The organization Biocat, the BioRegion of Catalonia, was created as a way to formalize this effort; it’s a government-funded umbrella organization that unites government, business, and academia to facilitate research, technology transfer, and business
creation. “We realized that here in Catalonia, we’re great at creating knowledge,” says Manel Balcells, the president of Biocat. “But we need to improve in technology transfer, in taking that knowledge and converting it into economic value.”

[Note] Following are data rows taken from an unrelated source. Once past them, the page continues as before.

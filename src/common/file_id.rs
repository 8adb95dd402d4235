//! File identifier type.

use std::fmt;
use std::sync::Arc;

/// Identifies an open file handle.
///
/// Two handles are the same file iff they share one `Arc` allocation, so the
/// id is that allocation's address. Every cached frame keeps a clone of the
/// `Arc`, which keeps the address from being reused while the buffer pool
/// still refers to it.
///
/// # Example
/// ```
/// use std::sync::Arc;
/// use clockpool::common::FileId;
///
/// let a = Arc::new(1u8);
/// let b = Arc::clone(&a);
/// let c = Arc::new(1u8);
/// assert_eq!(FileId::of(&a), FileId::of(&b));
/// assert_ne!(FileId::of(&a), FileId::of(&c));
/// ```
#[derive(Debug, Clone, Copy, PartialEq, Eq, Hash)]
pub struct FileId(usize);

impl FileId {
    /// The id of the file behind `handle`.
    #[inline]
    pub fn of<F: ?Sized>(handle: &Arc<F>) -> Self {
        FileId(Arc::as_ptr(handle) as *const () as usize)
    }
}

impl fmt::Display for FileId {
    fn fmt(&self, f: &mut fmt::Formatter<'_>) -> fmt::Result {
        write!(f, "File({:#x})", self.0)
    }
}

#[cfg(test)]
mod tests {
    use super::*;

    trait Named {
        fn name(&self) -> &str;
    }

    struct Plain;

    impl Named for Plain {
        fn name(&self) -> &str {
            "plain"
        }
    }

    #[test]
    fn test_file_id_through_trait_object() {
        let concrete = Arc::new(Plain);
        let erased: Arc<dyn Named> = concrete.clone();

        assert_eq!(erased.name(), "plain");
        assert_eq!(FileId::of(&concrete), FileId::of(&erased));
    }

    #[test]
    fn test_file_id_distinct_allocations() {
        let a: Arc<dyn Named> = Arc::new(Plain);
        let b: Arc<dyn Named> = Arc::new(Plain);
        // Zero-sized values still get distinct `Arc` allocations (the counts live there).
        assert_ne!(FileId::of(&a), FileId::of(&b));
    }

    #[test]
    fn test_file_id_display() {
        let a = Arc::new(0u32);
        assert!(format!("{}", FileId::of(&a)).starts_with("File(0x"));
    }
}
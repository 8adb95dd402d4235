//! Page buffers.
//!
//! This module contains [`Page`], the raw 4KB data container. The buffer
//! pool copies bytes in and out of pages but defines no layout inside them.

#[allow(clippy::module_inception)]
mod page;

pub use page::Page;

New scientific resources in the region have added both to the scientists’ capabilities and to the excitement. The fourth-most-powerful computer in the world—the most powerful one devoted entirely to science—is located near the Barcelona Science Park (PCB in Spanish). PCB is home to southern Europe’s most powerful nuclear magnetic resonance imaging machine, which is used to determine molecular structure. And a new synchrotron—a sprawling, high- energy particle accelerator—is under construction just on the other side of Barcelona’s mountains.
Much of the research done by Spanish pharmaceutical companies has historically been based in this city. Barcelona’s hospitals conduct research in addition to providing care. And the universities have contributed to the base of knowledge about biological processes.
PCB, which is located on the University of Barcelona’s campus near the city’s fabled soccer stadium, opened in 2000. In addition to a number of research institutes on site, PCB also houses more than 30 companies in various stages of development, including three oncology labs of Merck Germany.
The largest of the on-site institutes is the Institute for Research in Biomedicine (IRB Barcelona). In one lab researching peptides and proteins, headed by Ernest Giralt, researchers are examining how different molecules “talk” to one another and how proteins recognize each other. The goal is to develop molecules that can prevent the development of certain diseases, such as Alzheimer’s. Another team, headed by Antonio Zorzano, investigates antidiabetes compounds and examines the role of mitochondria in preventing disease.
“We are competing against the whole world,” says Zorzano, “so what we have to do is try something new, not just research what’s obvious. And we’re very excited here at IRB Barcelona about where the science is going. In Spain we’re no longer focusing just on publishing. It’s about doing something else for society, and for the whole world.”
That excitement was what drew Lluis Ribas de Pouplana back home to Spain, and to IRB Barcelona. He’d been in the United States at the Massachusetts Institute of Technology, then at the Scripps Research Institute in California. “One of the parameters for where I wanted to work was how easy it would be to start a spinoff,” says Ribas de Pouplana. “Barcelona—and the IRB—seemed to be a great place to go.” Ribas de Pouplana has developed a company to capitalize on his research, using human tissue samples to test drugs for positive characteristics rather than relying on time-consuming tests that individually knock out drugs on the basis of negative characteristics. This technology has the potential to dramatically shorten the time needed for testing pharmaceutical compounds.